Exercise instructions -
Nothing in the records may change. Print them all again.

Input material -
------------------------------------------------

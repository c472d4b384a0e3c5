use std::{ fs::File, io::Write };

use log::LevelFilter;

const LOG_FILE: &str = "queueplay.log";

/// Send log records to `queueplay.log` so they do not interleave with the
/// prompt. `RUST_LOG` overrides the default level.
pub fn setup_logging() -> anyhow::Result<()> {
    let _ = std::fs::remove_file(LOG_FILE);
    let file = File::create(LOG_FILE)?;

    env_logger::Builder::new()
        .filter_level(LevelFilter::Info)
        .parse_default_env()
        .format(|buf, record| {
            writeln!(buf, "[{}][{}] {}", buf.timestamp_seconds(), record.level(), record.args())
        })
        .target(env_logger::Target::Pipe(Box::new(file)))
        .try_init()?;

    Ok(())
}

------------------------------------------------

Solution for this task -
repository c472d4b384a0e3c5
use std::{ fs::File, io::Write };

use log::LevelFilter;

const LOG_FILE: &str = "queueplay.log";

/// Send log records to `queueplay.log` so they do not interleave with the
/// prompt. `RUST_LOG` overrides the default level.
pub fn setup_logging() -> anyhow::Result<()> {
    let _ = std::fs::remove_file(LOG_FILE);
    let file = File::create(LOG_FILE)?;

    env_logger::Builder::new()
        .filter_level(LevelFilter::Info)
        .parse_default_env()
        .format(|buf, record| {
            writeln!(buf, "[{}][{}] {}", buf.timestamp_seconds(), record.level(), record.args())
        })
        .target(env_logger::Target::Pipe(Box::new(file)))
        .try_init()?;

    Ok(())
}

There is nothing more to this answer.